## Your instructions
Your output should be the line with "pub use problem::Problem;" and all following lines of the data below, through the end, repeated exactly.

─── Exercise inputs ───

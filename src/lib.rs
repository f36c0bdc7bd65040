//! Outcome types for request handlers.
//!
//! An [`Outcome`] is a value or an error tagged with a [`Disposition`]. The
//! disposition decides which HTTP response the outcome turns into:
//!
//! ```rust
//! use routcome::{to_response, ApiResponse, Disposition, Outcome};
//!
//! let outcome: Outcome<u32, String> = Outcome::success_with(42, Disposition::OkWithContent);
//!
//! assert_eq!(to_response(outcome, None), ApiResponse::OkWithContent(42));
//! ```
//!
//! Combinators (`map`, `bind`, `map_error`, `fold`) are available on ready
//! outcomes, with `_async` variants taking async functions, and on pending
//! outcomes through [`OutcomeFutureExt`] and [`UnitOutcomeFutureExt`].

pub mod disposition;
pub mod future;
pub mod http;
pub mod outcome;
pub mod problem;
pub mod response;
pub mod unit;

pub use disposition::{Disposition, UnsupportedDisposition};
pub use future::{OutcomeFutureExt, UnitOutcomeFutureExt};
pub use http::Responder;
pub use outcome::{ApiOutcome, Outcome};
pub use problem::Problem;
pub use response::{to_response, try_to_response, ApiResponse};
pub use unit::UnitOutcome;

───

## Response to the exercise
pub use problem::Problem;
pub use response::{to_response, try_to_response, ApiResponse};
pub use unit::UnitOutcome;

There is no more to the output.